The other thing I want grantees to hear from her is the mom story.

Amy's parents are Chinese immigrants. She quit a video-game career at Amazon and Warner Brothers to do this — not exactly what hard working immigrant families from China want to hear. When she told her mom about the trip, her mom went quiet, kept cleaning the kitchen, didn't look at her. A week later her mom handed her a backpack. You're going to need this.

Then the day before Amy was going to put in her notice, she got cold feet. Called her mom. Said, I can't. And her mom said this:

"Amy, you have no idea how many people, the moment they get their first paycheck, let go of every passion, every dream, every hope they've ever had, because it's so comfortable. So if you still have a passion, I need you to protect it with everything you have."

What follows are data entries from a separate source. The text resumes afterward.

//! Market Feed Crate
//!
//! This crate fetches daily and intraday OHLCV series from interchangeable
//! upstream providers and keeps serving when some of them misbehave.
//!
//! # Overview
//!
//! The market feed crate supports:
//! - Any number of providers behind the [`ProviderClient`] capability
//! - Per-provider rate limiting, circuit breaking and retries
//! - Health-ranked fallback with optional load balancing
//! - Cross-checking two providers' series for the same symbol
//!
//! # Architecture
//!
//! ```text
//! +------------------+
//! |  QuoteRequest    |  (validated symbol, timeframe, range)
//! +------------------+
//!          |
//!          v
//! +----------------------+     +------------------+
//! | ProviderOrchestrator | --> |  Health tracker  |  (ranking, cool-down)
//! +----------------------+     +------------------+
//!          |
//!          v
//! +------------------+
//! |  RetryScheduler  |  (backoff, cancellation)
//! +------------------+
//!          |
//!          v
//! +------------------+
//! |   RateLimiter    |  (minute window, daily cap)
//! +------------------+
//!          |
//!          v
//! +------------------+
//! |  CircuitBreaker  |  (closed / open / half-open)
//! +------------------+
//!          |
//!          v
//! +------------------+
//! |  ProviderClient  |  (wire protocol)
//! +------------------+
//!          |
//!          v
//! +------------------+     +------------------------+
//! |   TimeSeries     | --> | ConsistencyReconciler  |  (audited fetches)
//! +------------------+     +------------------------+
//! ```
//!
//! # Core Types
//!
//! - [`QuoteRequest`] - What the caller asks for
//! - [`TimeSeries`] - Validated bars, newest first, with provenance
//! - [`ConsistencyReport`] - Comparison of two providers' series
//! - [`MarketDataError`] - Normalized failure taxonomy
//! - [`Clock`] - Injectable time source used by every timed component

pub mod clock;
pub mod config;
pub mod errors;
pub mod events;
pub mod models;
pub mod provider;
pub mod reconcile;
pub mod registry;
pub mod storage;

pub use clock::{Clock, ManualClock, SystemClock};
pub use config::{ConfigError, FeedConfig};
pub use errors::{ErrorResponse, ErrorType, MarketDataError};

// Re-export all public types from models
pub use models::{
    ConsistencyReport, DataOrigin, Discrepancy, DiscrepancyKind, DiscrepancySeverity,
    PricePoint, ProviderId, ProviderPreference, QuoteRequest, QualityScore, RecommendedSource,
    SeriesMetadata, TimeSeries, Timeframe,
};

// Re-export provider types
pub use provider::{ClientError, ProviderClient, ProviderSeries, RateLimit, RetryPolicy};

pub use reconcile::{ConsistencyReconciler, ReconcilerConfig};

// Re-export registry types
pub use registry::{
    AuditedSeries, CircuitBreaker, CircuitState, FetchDiagnostics, ProviderAttempt,
    ProviderHealthTracker, ProviderOrchestrator, QuoteValidator, RateLimiter, RetryScheduler,
};

pub use events::{Notification, NotificationSink};
pub use storage::{InMemoryStorage, JsonFileStorage, Storage, StorageError};
//! Sliding-window rate limiter for market data providers.
//!
//! Each provider gets a trailing 60-second window of request timestamps plus
//! a daily counter that resets at UTC midnight. The window is pruned on every
//! check instead of using fixed buckets, so a burst straddling a minute
//! boundary still counts against a single window.
//!
//! A request is recorded in the same critical section that admits it, so two
//! callers interleaving back to back cannot both pass on the last free slot.

use std::collections::{HashMap, VecDeque};
use std::sync::{Arc, Mutex, MutexGuard};

use chrono::{DateTime, Days, Duration as ChronoDuration, NaiveTime, Utc};
use log::{debug, warn};

use crate::clock::{seconds_until, Clock};
use crate::errors::MarketDataError;
use crate::models::ProviderId;
use crate::provider::RateLimit;

/// Length of the sliding window.
const WINDOW_SECONDS: i64 = 60;

/// Why a request was denied.
#[derive(Clone, Copy, Debug, Eq, PartialEq)]
pub enum LimitCause {
    /// `requests_per_minute` reached; a slot frees up shortly.
    MinuteWindow,
    /// `requests_per_day` reached; nothing frees up until the daily reset.
    DailyCap,
}

/// Outcome of [`RateLimiter::try_acquire`].
#[derive(Clone, Debug, Eq, PartialEq)]
pub struct RateDecision {
    pub allowed: bool,
    pub retry_after_seconds: Option<u64>,
    pub cause: Option<LimitCause>,
}

impl RateDecision {
    fn allowed() -> Self {
        Self {
            allowed: true,
            retry_after_seconds: None,
            cause: None,
        }
    }

    fn denied(cause: LimitCause, retry_after_seconds: u64) -> Self {
        Self {
            allowed: false,
            retry_after_seconds: Some(retry_after_seconds),
            cause: Some(cause),
        }
    }

    /// Convert a denial into a `RATE_LIMITED` error.
    pub fn into_result(self, provider: &ProviderId) -> Result<(), MarketDataError> {
        if self.allowed {
            return Ok(());
        }
        Err(MarketDataError::RateLimited {
            provider: provider.to_string(),
            retry_after_seconds: self.retry_after_seconds,
            daily_limit: self.cause == Some(LimitCause::DailyCap),
        })
    }
}

/// Current consumption for a provider.
#[derive(Clone, Debug, Eq, PartialEq)]
pub struct RateUsage {
    pub in_window: usize,
    pub daily_count: u32,
    pub daily_reset_at: Option<DateTime<Utc>>,
}

/// Request history for a single provider.
#[derive(Debug)]
struct RateWindow {
    /// Admission times within the trailing window, oldest first.
    timestamps: VecDeque<DateTime<Utc>>,
    daily_count: u32,
    daily_reset_at: DateTime<Utc>,
}

impl RateWindow {
    fn new(now: DateTime<Utc>) -> Self {
        Self {
            timestamps: VecDeque::new(),
            daily_count: 0,
            daily_reset_at: next_midnight(now),
        }
    }

    /// Drop entries that left the window and roll the daily counter.
    fn prune(&mut self, now: DateTime<Utc>) {
        let cutoff = now - ChronoDuration::seconds(WINDOW_SECONDS);
        while matches!(self.timestamps.front(), Some(ts) if *ts <= cutoff) {
            self.timestamps.pop_front();
        }

        if now >= self.daily_reset_at {
            self.daily_count = 0;
            self.daily_reset_at = next_midnight(now);
        }
    }

    fn try_acquire(&mut self, now: DateTime<Utc>, limit: &RateLimit) -> RateDecision {
        self.prune(now);

        if self.daily_count >= limit.requests_per_day {
            return RateDecision::denied(
                LimitCause::DailyCap,
                seconds_until(now, self.daily_reset_at),
            );
        }

        if self.timestamps.len() >= limit.requests_per_minute as usize {
            let retry_after = self
                .timestamps
                .front()
                .map(|oldest| {
                    seconds_until(now, *oldest + ChronoDuration::seconds(WINDOW_SECONDS))
                })
                .unwrap_or(1);
            return RateDecision::denied(LimitCause::MinuteWindow, retry_after);
        }

        self.timestamps.push_back(now);
        self.daily_count += 1;
        RateDecision::allowed()
    }
}

fn next_midnight(now: DateTime<Utc>) -> DateTime<Utc> {
    now.date_naive()
        .checked_add_days(Days::new(1))
        .map(|day| day.and_time(NaiveTime::MIN).and_utc())
        .unwrap_or(now)
}

/// Sliding-window rate limiter for multiple providers.
///
/// Windows are created on demand. Providers without an explicit
/// configuration use [`RateLimit::default`].
pub struct RateLimiter {
    clock: Arc<dyn Clock>,
    /// Per-provider request windows.
    windows: Mutex<HashMap<String, RateWindow>>,
    /// Per-provider configuration overrides.
    configs: Mutex<HashMap<String, RateLimit>>,
}

impl RateLimiter {
    /// Create a new rate limiter with default settings.
    pub fn new(clock: Arc<dyn Clock>) -> Self {
        Self {
            clock,
            windows: Mutex::new(HashMap::new()),
            configs: Mutex::new(HashMap::new()),
        }
    }

    /// Lock the windows mutex, recovering from poison if necessary.
    ///
    /// The worst case after a poisoned lock is a slightly off count, which is
    /// better than panicking.
    fn lock_windows(&self) -> MutexGuard<'_, HashMap<String, RateWindow>> {
        self.windows.lock().unwrap_or_else(|poisoned| {
            warn!("Rate limiter windows mutex was poisoned, recovering");
            poisoned.into_inner()
        })
    }

    /// Lock the configs mutex, recovering from poison if necessary.
    fn lock_configs(&self) -> MutexGuard<'_, HashMap<String, RateLimit>> {
        self.configs.lock().unwrap_or_else(|poisoned| {
            warn!("Rate limiter configs mutex was poisoned, recovering");
            poisoned.into_inner()
        })
    }

    /// Configure limits for a specific provider.
    pub fn configure(&self, provider: &ProviderId, limit: RateLimit) {
        self.lock_configs().insert(provider.to_string(), limit);
    }

    fn limit_for(&self, provider: &ProviderId) -> RateLimit {
        self.lock_configs()
            .get(provider.as_ref())
            .cloned()
            .unwrap_or_default()
    }

    /// Try to admit one request for the given provider without waiting.
    ///
    /// On success the request is recorded immediately.
    pub fn try_acquire(&self, provider: &ProviderId) -> RateDecision {
        let limit = self.limit_for(provider);
        let now = self.clock.now();

        let mut windows = self.lock_windows();
        let window = windows
            .entry(provider.to_string())
            .or_insert_with(|| RateWindow::new(now));

        let decision = window.try_acquire(now, &limit);
        match decision.cause {
            None => debug!(
                "Rate limiter: admitted request for '{}' ({}/{} this minute)",
                provider,
                window.timestamps.len(),
                limit.requests_per_minute
            ),
            Some(cause) => debug!(
                "Rate limiter: denied '{}' ({:?}), retry in {:?}s",
                provider, cause, decision.retry_after_seconds
            ),
        }
        decision
    }

    /// Current consumption for a provider.
    pub fn usage(&self, provider: &ProviderId) -> RateUsage {
        let now = self.clock.now();
        let mut windows = self.lock_windows();

        match windows.get_mut(provider.as_ref()) {
            Some(window) => {
                window.prune(now);
                RateUsage {
                    in_window: window.timestamps.len(),
                    daily_count: window.daily_count,
                    daily_reset_at: Some(window.daily_reset_at),
                }
            }
            None => RateUsage {
                in_window: 0,
                daily_count: 0,
                daily_reset_at: None,
            },
        }
    }

    /// Forget all recorded requests for a provider.
    pub fn reset(&self, provider: &ProviderId) {
        self.lock_windows().remove(provider.as_ref());
    }
}
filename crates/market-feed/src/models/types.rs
use std::borrow::Cow;

/// Provider identifier - mostly static constants
pub type ProviderId = Cow<'static, str>;
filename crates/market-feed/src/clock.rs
//! Time source for every timer-driven decision in the crate.
//!
//! Rate-window pruning, circuit recovery, health cool-downs, per-call timeouts
//! and retry backoff all read time and wait through a [`Clock`]. Production
//! code uses [`SystemClock`]; tests inject a [`ManualClock`] and move virtual
//! time forward explicitly.

use std::sync::{Mutex, MutexGuard};
use std::time::Duration;

use async_trait::async_trait;
use chrono::{DateTime, Utc};

/// Injectable clock and timer capability.
#[async_trait]
pub trait Clock: Send + Sync {
    /// Current wall-clock time.
    fn now(&self) -> DateTime<Utc>;

    /// Suspend the caller for `duration`.
    async fn sleep(&self, duration: Duration);
}

/// Converts a std duration into a chrono delta, saturating on overflow.
pub(crate) fn to_delta(duration: Duration) -> chrono::Duration {
    chrono::Duration::from_std(duration).unwrap_or(chrono::Duration::MAX)
}

/// Whole seconds until `target`, rounded up, never below one.
pub(crate) fn seconds_until(now: DateTime<Utc>, target: DateTime<Utc>) -> u64 {
    let millis = (target - now).num_milliseconds().max(0) as u64;
    millis.div_ceil(1000).max(1)
}

/// Real time backed by `chrono::Utc` and `tokio::time`.
#[derive(Clone, Copy, Debug, Default)]
pub struct SystemClock;

#[async_trait]
impl Clock for SystemClock {
    fn now(&self) -> DateTime<Utc> {
        Utc::now()
    }

    async fn sleep(&self, duration: Duration) {
        tokio::time::sleep(duration).await;
    }
}

/// Virtual clock for deterministic tests.
///
/// `sleep` yields once to the scheduler so other tasks can interleave, then
/// records the duration and advances the virtual time by it. A sleep dropped
/// before it completes (a timeout that lost its race) leaves time untouched.
#[derive(Debug)]
pub struct ManualClock {
    now: Mutex<DateTime<Utc>>,
    sleeps: Mutex<Vec<Duration>>,
}

impl ManualClock {
    pub fn new(start: DateTime<Utc>) -> Self {
        Self {
            now: Mutex::new(start),
            sleeps: Mutex::new(Vec::new()),
        }
    }

    fn lock_now(&self) -> MutexGuard<'_, DateTime<Utc>> {
        self.now.lock().unwrap_or_else(|poisoned| poisoned.into_inner())
    }

    fn lock_sleeps(&self) -> MutexGuard<'_, Vec<Duration>> {
        self.sleeps
            .lock()
            .unwrap_or_else(|poisoned| poisoned.into_inner())
    }

    /// Move virtual time forward.
    pub fn advance(&self, duration: Duration) {
        let mut now = self.lock_now();
        *now += to_delta(duration);
    }

    /// Jump to an absolute instant.
    pub fn set(&self, instant: DateTime<Utc>) {
        *self.lock_now() = instant;
    }

    /// Every duration passed to `sleep`, in call order.
    pub fn sleeps(&self) -> Vec<Duration> {
        self.lock_sleeps().clone()
    }
}

#[async_trait]
impl Clock for ManualClock {
    fn now(&self) -> DateTime<Utc> {
        *self.lock_now()
    }

    async fn sleep(&self, duration: Duration) {
        tokio::task::yield_now().await;
        self.lock_sleeps().push(duration);
        self.advance(duration);
    }
}
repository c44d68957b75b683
//! Keycloak bootstrap for development setups: realm, client scope with claim
//! mappers, the UI client and two demo users.
//!
//! Every step re-reads the current state before acting, so a run that died
//! half-way is repaired by running again.

pub mod client;
pub mod provision;
pub mod types;

pub use client::{KeycloakClient, KeycloakSettings};
pub use provision::{ProvisionPlan, ProvisionReport, StepOutcome, provision};

use anyhow::Result;
use async_trait::async_trait;

use types::{
    ClientRepresentation, ClientScopeRepresentation, ProtocolMapperRepresentation,
    RealmRepresentation, UserRepresentation,
};

/// The admin API calls the bootstrap needs. Creation calls return the new id.
#[async_trait]
pub trait RealmAdmin: Send + Sync {
    async fn realms(&self) -> Result<Vec<RealmRepresentation>>;
    async fn create_realm(&self, realm: &RealmRepresentation) -> Result<()>;

    async fn client_scopes(&self, realm: &str) -> Result<Vec<ClientScopeRepresentation>>;
    async fn create_client_scope(
        &self,
        realm: &str,
        scope: &ClientScopeRepresentation,
    ) -> Result<String>;
    async fn scope_mappers(
        &self,
        realm: &str,
        scope_id: &str,
    ) -> Result<Vec<ProtocolMapperRepresentation>>;
    async fn add_scope_mapper(
        &self,
        realm: &str,
        scope_id: &str,
        mapper: &ProtocolMapperRepresentation,
    ) -> Result<()>;

    async fn clients(&self, realm: &str) -> Result<Vec<ClientRepresentation>>;
    async fn create_client(&self, realm: &str, client: &ClientRepresentation) -> Result<String>;
    async fn update_client(&self, realm: &str, id: &str, client: &ClientRepresentation)
    -> Result<()>;
    async fn add_optional_client_scope(
        &self,
        realm: &str,
        client_id: &str,
        scope_id: &str,
    ) -> Result<()>;

    /// Users whose username matches exactly.
    async fn find_users(&self, realm: &str, username: &str) -> Result<Vec<UserRepresentation>>;
    async fn create_user(&self, realm: &str, user: &UserRepresentation) -> Result<String>;
    async fn update_user(&self, realm: &str, id: &str, user: &UserRepresentation) -> Result<()>;
}
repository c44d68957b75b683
pub mod agenda;
pub mod app_state;
pub mod config;
pub mod errors;
pub mod handlers;
pub mod keycloak;
pub mod models;
pub mod motion;
pub mod projector;
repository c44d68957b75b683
use std::collections::HashSet;
use std::sync::Arc;

use chrono::Utc;
use serde_json::{Value, json};

use crate::models::overlay::OverlayProvider;
use crate::models::setting::{self, ConfigStore};

pub const MESSAGE_OVERLAY: &str = "Message";
pub const COUNTDOWN_OVERLAY: &str = "Countdown";

/// Free-text banner. Shows the stored projector message.
pub struct MessageOverlay {
    config: Arc<dyn ConfigStore>,
}

impl MessageOverlay {
    pub fn new(config: Arc<dyn ConfigStore>) -> Self {
        Self { config }
    }
}

impl OverlayProvider for MessageOverlay {
    fn discover(&self) -> Option<String> {
        Some(MESSAGE_OVERLAY.to_string())
    }

    fn render(&self, active: &HashSet<String>) -> Option<Value> {
        if !active.contains(MESSAGE_OVERLAY) {
            return None;
        }
        let message = setting::get_str(self.config.as_ref(), setting::PROJECTOR_MESSAGE, "");
        if message.is_empty() {
            return None;
        }
        Some(json!({ "message": message }))
    }
}

/// Countdown timer driven by `countdown_start`, `countdown_run` and
/// `agenda_countdown_time`.
pub struct CountdownOverlay {
    config: Arc<dyn ConfigStore>,
}

impl CountdownOverlay {
    pub fn new(config: Arc<dyn ConfigStore>) -> Self {
        Self { config }
    }

    /// Seconds left at `now` (epoch seconds). A stopped countdown shows its full duration.
    pub fn remaining_at(&self, now: f64) -> i64 {
        let config = self.config.as_ref();
        let duration = setting::get_i64(
            config,
            setting::AGENDA_COUNTDOWN_TIME,
            setting::DEFAULT_COUNTDOWN_TIME,
        );
        if !setting::get_bool(config, setting::COUNTDOWN_RUN, false) {
            return duration;
        }
        let start = setting::get_f64(config, setting::COUNTDOWN_START, now);
        let remaining = start + duration as f64 - now;
        remaining.max(0.0).ceil() as i64
    }
}

impl OverlayProvider for CountdownOverlay {
    fn discover(&self) -> Option<String> {
        Some(COUNTDOWN_OVERLAY.to_string())
    }

    fn render(&self, active: &HashSet<String>) -> Option<Value> {
        if !active.contains(COUNTDOWN_OVERLAY) {
            return None;
        }
        let now = Utc::now().timestamp_millis() as f64 / 1000.0;
        Some(json!({
            "seconds": self.remaining_at(now),
            "running": setting::get_bool(self.config.as_ref(), setting::COUNTDOWN_RUN, false),
        }))
    }
}
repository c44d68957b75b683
use std::sync::Arc;

use actix_web::{App, HttpServer, middleware, web};

use podium::app_state::AppState;
use podium::config::Settings;
use podium::handlers;
use podium::models::record::{MemoryRecords, RecordStore};

#[actix_web::main]
async fn main() -> std::io::Result<()> {
    dotenvy::dotenv().ok();
    env_logger::init();

    let settings = Settings::from_env();

    let records = match &settings.seed_file {
        Some(path) => MemoryRecords::from_seed_file(path).unwrap_or_else(|e| {
            log::warn!("Could not load seed records from {path}: {e}; starting empty");
            MemoryRecords::new()
        }),
        None => MemoryRecords::new(),
    };
    let records: Arc<dyn RecordStore> = Arc::new(records);

    let bind_addr = settings.bind_addr.clone();
    let state = web::Data::new(AppState::new(settings, records));

    log::info!("Starting projector at http://{bind_addr}");

    HttpServer::new(move || {
        App::new()
            .wrap(middleware::Logger::default())
            .app_data(state.clone())
            .configure(handlers::projector_handlers::configure)
            .route("/", web::get().to(|| async {
                actix_web::HttpResponse::SeeOther()
                    .insert_header(("Location", "/projector"))
                    .finish()
            }))
    })
    .bind(bind_addr)?
    .run()
    .await
}
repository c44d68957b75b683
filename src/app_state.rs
use std::sync::Arc;

use crate::config::Settings;
use crate::models::overlay::{MemoryOverlays, OverlaySet};
use crate::models::record::RecordStore;
use crate::models::setting::{ConfigStore, MemoryConfig};
use crate::models::slide::{SlideRegistry, SlideRegistryBuilder};
use crate::projector::Projector;
use crate::projector::overlays::{CountdownOverlay, MessageOverlay};
use crate::{agenda, motion};

/// Shared state handed to every request handler.
pub struct AppState {
    pub projector: Projector,
    pub settings: Settings,
}

/// Run every feature module's slide registration, in a fixed order.
pub fn build_registry(records: Arc<dyn RecordStore>) -> SlideRegistry {
    let mut builder = SlideRegistryBuilder::new();
    agenda::register_slides(&mut builder, records);
    motion::register_slides(&mut builder);
    builder.build()
}

/// Overlay providers in display order: countdown below the message banner.
pub fn build_overlays(config: Arc<dyn ConfigStore>) -> OverlaySet {
    OverlaySet::new(Arc::new(MemoryOverlays::new()))
        .with_provider(Arc::new(CountdownOverlay::new(config.clone())))
        .with_provider(Arc::new(MessageOverlay::new(config)))
}

impl AppState {
    pub fn new(settings: Settings, records: Arc<dyn RecordStore>) -> Self {
        let config: Arc<dyn ConfigStore> = Arc::new(MemoryConfig::with_defaults(&settings.event_name));
        let registry = Arc::new(build_registry(records.clone()));
        let overlays = build_overlays(config.clone());
        let projector = Projector::new(config, registry, records, overlays);
        Self { projector, settings }
    }
}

That's the whole reason this fund exists. Finn was twenty when he died. He had passions and dreams and the cheek to chase them down. The World Explorer Fund is built so other twenty-year-olds don't trade those in for the comfortable paycheck before they've even tested what they were dreaming about. We hand the keys to unlock an unspoken dream, a plane ticket and we trust them to come back changed.

Amy is what coming back changed looks like, except she hasn't come back yet. She's still out there, doing bus-math in a fishing town, learning a dance from the people who invented it, watching a fisherman play footie at sundown and wondering why San Francisco told her she needed an AI billboard to feel productive.

The whole thing she said about that is worth quoting straight:

"Every mundane, boring life is beautiful if you choose to give it meaning."

If you're reading this and you've been quietly carrying a dream around — Amy's mom is right. Protect it. The bus-math will sort itself out once you're on the bus.